What you need to do
Keeping every character as it is, transcribe the entries below.

(Saved data entries)

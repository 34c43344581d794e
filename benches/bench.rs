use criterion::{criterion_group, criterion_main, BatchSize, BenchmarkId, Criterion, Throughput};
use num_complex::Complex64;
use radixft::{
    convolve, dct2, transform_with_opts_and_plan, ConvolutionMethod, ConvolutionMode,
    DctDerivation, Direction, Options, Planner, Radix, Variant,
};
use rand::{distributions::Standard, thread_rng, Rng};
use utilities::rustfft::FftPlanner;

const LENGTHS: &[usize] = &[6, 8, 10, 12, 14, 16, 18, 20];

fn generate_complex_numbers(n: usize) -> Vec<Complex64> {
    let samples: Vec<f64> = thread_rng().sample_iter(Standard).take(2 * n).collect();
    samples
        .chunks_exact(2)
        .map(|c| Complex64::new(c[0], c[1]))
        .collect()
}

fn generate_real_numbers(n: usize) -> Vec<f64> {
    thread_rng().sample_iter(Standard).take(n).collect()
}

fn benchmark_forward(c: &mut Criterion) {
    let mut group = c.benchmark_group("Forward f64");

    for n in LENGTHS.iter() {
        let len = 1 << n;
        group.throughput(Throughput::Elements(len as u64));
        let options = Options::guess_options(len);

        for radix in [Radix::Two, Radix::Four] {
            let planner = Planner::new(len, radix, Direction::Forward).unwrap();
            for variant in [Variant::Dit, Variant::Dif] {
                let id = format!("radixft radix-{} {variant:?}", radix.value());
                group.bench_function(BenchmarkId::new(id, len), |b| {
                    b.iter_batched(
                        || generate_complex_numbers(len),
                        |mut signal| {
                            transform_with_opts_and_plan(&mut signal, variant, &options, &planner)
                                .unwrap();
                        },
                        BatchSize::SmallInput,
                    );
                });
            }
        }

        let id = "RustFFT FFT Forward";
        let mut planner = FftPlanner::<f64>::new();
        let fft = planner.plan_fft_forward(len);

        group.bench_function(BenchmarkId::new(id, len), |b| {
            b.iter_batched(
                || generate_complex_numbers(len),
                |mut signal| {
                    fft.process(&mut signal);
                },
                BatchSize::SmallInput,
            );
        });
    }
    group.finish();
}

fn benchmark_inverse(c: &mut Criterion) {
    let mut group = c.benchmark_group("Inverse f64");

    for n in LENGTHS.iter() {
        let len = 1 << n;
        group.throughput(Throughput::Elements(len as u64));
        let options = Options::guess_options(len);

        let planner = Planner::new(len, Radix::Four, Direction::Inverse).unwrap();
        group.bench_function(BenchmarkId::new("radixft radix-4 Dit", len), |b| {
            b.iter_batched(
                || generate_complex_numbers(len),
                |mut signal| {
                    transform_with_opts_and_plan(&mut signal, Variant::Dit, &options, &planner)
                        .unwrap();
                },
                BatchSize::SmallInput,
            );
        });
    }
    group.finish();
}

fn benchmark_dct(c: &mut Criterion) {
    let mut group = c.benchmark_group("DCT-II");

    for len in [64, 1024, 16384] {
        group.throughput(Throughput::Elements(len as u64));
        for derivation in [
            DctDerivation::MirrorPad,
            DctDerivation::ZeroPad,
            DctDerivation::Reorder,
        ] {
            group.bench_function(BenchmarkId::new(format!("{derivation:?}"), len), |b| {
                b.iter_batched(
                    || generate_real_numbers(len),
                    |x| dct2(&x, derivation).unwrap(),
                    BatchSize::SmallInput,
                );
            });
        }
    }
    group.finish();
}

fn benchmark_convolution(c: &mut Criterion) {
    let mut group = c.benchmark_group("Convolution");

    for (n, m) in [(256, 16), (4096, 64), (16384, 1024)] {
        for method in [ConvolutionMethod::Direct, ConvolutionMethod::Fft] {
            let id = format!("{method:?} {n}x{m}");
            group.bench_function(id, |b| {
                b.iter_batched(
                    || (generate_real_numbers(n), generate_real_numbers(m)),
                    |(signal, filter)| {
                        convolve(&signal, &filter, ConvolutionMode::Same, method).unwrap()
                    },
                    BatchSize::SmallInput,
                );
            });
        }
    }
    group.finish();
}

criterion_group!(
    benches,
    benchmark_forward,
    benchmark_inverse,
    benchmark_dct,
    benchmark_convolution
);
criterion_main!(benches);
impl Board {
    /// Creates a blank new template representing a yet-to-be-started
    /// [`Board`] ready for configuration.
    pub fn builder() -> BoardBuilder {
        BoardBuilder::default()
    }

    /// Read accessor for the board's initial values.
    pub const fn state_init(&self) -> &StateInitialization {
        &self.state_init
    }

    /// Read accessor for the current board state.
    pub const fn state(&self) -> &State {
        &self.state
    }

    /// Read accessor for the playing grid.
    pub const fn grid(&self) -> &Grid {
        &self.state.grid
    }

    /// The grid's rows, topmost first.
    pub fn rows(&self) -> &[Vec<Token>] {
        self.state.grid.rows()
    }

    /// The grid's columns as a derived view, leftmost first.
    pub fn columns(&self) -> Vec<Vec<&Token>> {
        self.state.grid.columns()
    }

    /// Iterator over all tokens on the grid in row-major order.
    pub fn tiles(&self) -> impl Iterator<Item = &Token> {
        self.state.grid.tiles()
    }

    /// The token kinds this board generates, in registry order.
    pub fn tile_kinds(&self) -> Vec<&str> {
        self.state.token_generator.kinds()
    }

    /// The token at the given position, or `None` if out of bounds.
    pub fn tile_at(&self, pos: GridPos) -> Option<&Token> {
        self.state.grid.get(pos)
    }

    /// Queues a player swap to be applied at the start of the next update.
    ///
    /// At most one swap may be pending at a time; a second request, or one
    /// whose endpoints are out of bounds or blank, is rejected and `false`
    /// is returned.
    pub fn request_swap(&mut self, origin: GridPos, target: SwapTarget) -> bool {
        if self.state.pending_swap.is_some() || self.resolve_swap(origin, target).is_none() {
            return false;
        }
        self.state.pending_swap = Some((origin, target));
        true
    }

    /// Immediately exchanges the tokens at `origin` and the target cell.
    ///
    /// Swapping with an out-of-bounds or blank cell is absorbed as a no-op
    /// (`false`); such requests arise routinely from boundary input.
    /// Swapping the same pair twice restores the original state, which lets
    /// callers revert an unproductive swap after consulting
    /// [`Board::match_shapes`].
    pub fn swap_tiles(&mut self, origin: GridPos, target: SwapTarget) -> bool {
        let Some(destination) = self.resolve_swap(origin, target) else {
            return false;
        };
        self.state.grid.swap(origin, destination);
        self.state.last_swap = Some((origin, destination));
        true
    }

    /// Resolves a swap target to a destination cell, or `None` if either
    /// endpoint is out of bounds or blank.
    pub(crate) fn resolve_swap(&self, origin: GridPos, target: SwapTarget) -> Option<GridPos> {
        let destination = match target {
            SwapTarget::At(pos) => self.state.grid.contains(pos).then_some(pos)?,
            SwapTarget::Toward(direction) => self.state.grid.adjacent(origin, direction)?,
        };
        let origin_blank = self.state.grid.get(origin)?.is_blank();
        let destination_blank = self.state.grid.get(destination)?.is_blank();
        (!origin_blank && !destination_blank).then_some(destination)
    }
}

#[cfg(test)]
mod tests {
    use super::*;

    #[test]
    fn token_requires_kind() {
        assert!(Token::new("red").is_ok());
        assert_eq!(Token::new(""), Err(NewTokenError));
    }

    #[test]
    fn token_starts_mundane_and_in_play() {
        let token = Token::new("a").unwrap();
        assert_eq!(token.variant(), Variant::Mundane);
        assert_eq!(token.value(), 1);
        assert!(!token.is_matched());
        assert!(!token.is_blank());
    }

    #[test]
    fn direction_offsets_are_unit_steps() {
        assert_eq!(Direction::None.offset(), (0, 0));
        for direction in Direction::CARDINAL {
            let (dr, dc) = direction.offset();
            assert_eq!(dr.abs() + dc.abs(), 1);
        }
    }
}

Output for this exercise
repository 34c43344581d794e
filename benches/bench.rs
use criterion::{criterion_group, criterion_main, BatchSize, BenchmarkId, Criterion, Throughput};
use num_complex::Complex64;
use radixft::{
    convolve, dct2, transform_with_opts_and_plan, ConvolutionMethod, ConvolutionMode,
    DctDerivation, Direction, Options, Planner, Radix, Variant,
};
use rand::{distributions::Standard, thread_rng, Rng};
use utilities::rustfft::FftPlanner;

const LENGTHS: &[usize] = &[6, 8, 10, 12, 14, 16, 18, 20];

fn generate_complex_numbers(n: usize) -> Vec<Complex64> {
    let samples: Vec<f64> = thread_rng().sample_iter(Standard).take(2 * n).collect();
    samples
        .chunks_exact(2)
        .map(|c| Complex64::new(c[0], c[1]))
        .collect()
}

fn generate_real_numbers(n: usize) -> Vec<f64> {
    thread_rng().sample_iter(Standard).take(n).collect()
}

fn benchmark_forward(c: &mut Criterion) {
    let mut group = c.benchmark_group("Forward f64");

    for n in LENGTHS.iter() {
        let len = 1 << n;
        group.throughput(Throughput::Elements(len as u64));
        let options = Options::guess_options(len);

        for radix in [Radix::Two, Radix::Four] {
            let planner = Planner::new(len, radix, Direction::Forward).unwrap();
            for variant in [Variant::Dit, Variant::Dif] {
                let id = format!("radixft radix-{} {variant:?}", radix.value());
                group.bench_function(BenchmarkId::new(id, len), |b| {
                    b.iter_batched(
                        || generate_complex_numbers(len),
                        |mut signal| {
                            transform_with_opts_and_plan(&mut signal, variant, &options, &planner)
                                .unwrap();
                        },
                        BatchSize::SmallInput,
                    );
                });
            }
        }

        let id = "RustFFT FFT Forward";
        let mut planner = FftPlanner::<f64>::new();
        let fft = planner.plan_fft_forward(len);

        group.bench_function(BenchmarkId::new(id, len), |b| {
            b.iter_batched(
                || generate_complex_numbers(len),
                |mut signal| {
                    fft.process(&mut signal);
                },
                BatchSize::SmallInput,
            );
        });
    }
    group.finish();
}

fn benchmark_inverse(c: &mut Criterion) {
    let mut group = c.benchmark_group("Inverse f64");

    for n in LENGTHS.iter() {
        let len = 1 << n;
        group.throughput(Throughput::Elements(len as u64));
        let options = Options::guess_options(len);

        let planner = Planner::new(len, Radix::Four, Direction::Inverse).unwrap();
        group.bench_function(BenchmarkId::new("radixft radix-4 Dit", len), |b| {
            b.iter_batched(
                || generate_complex_numbers(len),
                |mut signal| {
                    transform_with_opts_and_plan(&mut signal, Variant::Dit, &options, &planner)
                        .unwrap();
                },
                BatchSize::SmallInput,
            );
        });
    }
    group.finish();
}

fn benchmark_dct(c: &mut Criterion) {
    let mut group = c.benchmark_group("DCT-II");

    for len in [64, 1024, 16384] {
        group.throughput(Throughput::Elements(len as u64));
        for derivation in [
            DctDerivation::MirrorPad,
            DctDerivation::ZeroPad,
            DctDerivation::Reorder,
        ] {
            group.bench_function(BenchmarkId::new(format!("{derivation:?}"), len), |b| {
                b.iter_batched(
                    || generate_real_numbers(len),
                    |x| dct2(&x, derivation).unwrap(),
                    BatchSize::SmallInput,
                );
            });
        }
    }
    group.finish();
}

fn benchmark_convolution(c: &mut Criterion) {
    let mut group = c.benchmark_group("Convolution");

    for (n, m) in [(256, 16), (4096, 64), (16384, 1024)] {
        for method in [ConvolutionMethod::Direct, ConvolutionMethod::Fft] {
            let id = format!("{method:?} {n}x{m}");
            group.bench_function(id, |b| {
                b.iter_batched(
                    || (generate_real_numbers(n), generate_real_numbers(m)),
                    |(signal, filter)| {
                        convolve(&signal, &filter, ConvolutionMode::Same, method).unwrap()
                    },
                    BatchSize::SmallInput,
                );
            });
        }
    }
    group.finish();
}

criterion_group!(
    benches,
    benchmark_forward,
    benchmark_inverse,
    benchmark_dct,
    benchmark_convolution
);
criterion_main!(benches);
impl Board {
    /// Creates a blank new template representing a yet-to-be-started
    /// [`Board`] ready for configuration.
    pub fn builder() -> BoardBuilder {
        BoardBuilder::default()
    }

    /// Read accessor for the board's initial values.
    pub const fn state_init(&self) -> &StateInitialization {
        &self.state_init
    }

    /// Read accessor for the current board state.
    pub const fn state(&self) -> &State {
        &self.state
    }

    /// Read accessor for the playing grid.
    pub const fn grid(&self) -> &Grid {
        &self.state.grid
    }

    /// The grid's rows, topmost first.
    pub fn rows(&self) -> &[Vec<Token>] {
        self.state.grid.rows()
    }

    /// The grid's columns as a derived view, leftmost first.
    pub fn columns(&self) -> Vec<Vec<&Token>> {
        self.state.grid.columns()
    }

    /// Iterator over all tokens on the grid in row-major order.
    pub fn tiles(&self) -> impl Iterator<Item = &Token> {
        self.state.grid.tiles()
    }

    /// The token kinds this board generates, in registry order.
    pub fn tile_kinds(&self) -> Vec<&str> {
        self.state.token_generator.kinds()
    }

    /// The token at the given position, or `None` if out of bounds.
    pub fn tile_at(&self, pos: GridPos) -> Option<&Token> {
        self.state.grid.get(pos)
    }

    /// Queues a player swap to be applied at the start of the next update.
    ///
    /// At most one swap may be pending at a time; a second request, or one
    /// whose endpoints are out of bounds or blank, is rejected and `false`
    /// is returned.
    pub fn request_swap(&mut self, origin: GridPos, target: SwapTarget) -> bool {
        if self.state.pending_swap.is_some() || self.resolve_swap(origin, target).is_none() {
            return false;
        }
        self.state.pending_swap = Some((origin, target));
        true
    }

    /// Immediately exchanges the tokens at `origin` and the target cell.
    ///
    /// Swapping with an out-of-bounds or blank cell is absorbed as a no-op
    /// (`false`); such requests arise routinely from boundary input.
    /// Swapping the same pair twice restores the original state, which lets
    /// callers revert an unproductive swap after consulting
    /// [`Board::match_shapes`].
    pub fn swap_tiles(&mut self, origin: GridPos, target: SwapTarget) -> bool {
        let Some(destination) = self.resolve_swap(origin, target) else {
            return false;
        };
        self.state.grid.swap(origin, destination);
        self.state.last_swap = Some((origin, destination));
        true
    }

    /// Resolves a swap target to a destination cell, or `None` if either
    /// endpoint is out of bounds or blank.
    pub(crate) fn resolve_swap(&self, origin: GridPos, target: SwapTarget) -> Option<GridPos> {
        let destination = match target {
            SwapTarget::At(pos) => self.state.grid.contains(pos).then_some(pos)?,
            SwapTarget::Toward(direction) => self.state.grid.adjacent(origin, direction)?,
        };
        let origin_blank = self.state.grid.get(origin)?.is_blank();
        let destination_blank = self.state.grid.get(destination)?.is_blank();
        (!origin_blank && !destination_blank).then_some(destination)
    }
}

#[cfg(test)]
mod tests {
    use super::*;

    #[test]
    fn token_requires_kind() {
        assert!(Token::new("red").is_ok());
        assert_eq!(Token::new(""), Err(NewTokenError));
    }

    #[test]
    fn token_starts_mundane_and_in_play() {
        let token = Token::new("a").unwrap();
        assert_eq!(token.variant(), Variant::Mundane);
        assert_eq!(token.value(), 1);
        assert!(!token.is_matched());
        assert!(!token.is_blank());
    }

    #[test]
    fn direction_offsets_are_unit_steps() {
        assert_eq!(Direction::None.offset(), (0, 0));
        for direction in Direction::CARDINAL {
            let (dr, dc) = direction.offset();
            assert_eq!(dr.abs() + dc.abs(), 1);
        }
    }
}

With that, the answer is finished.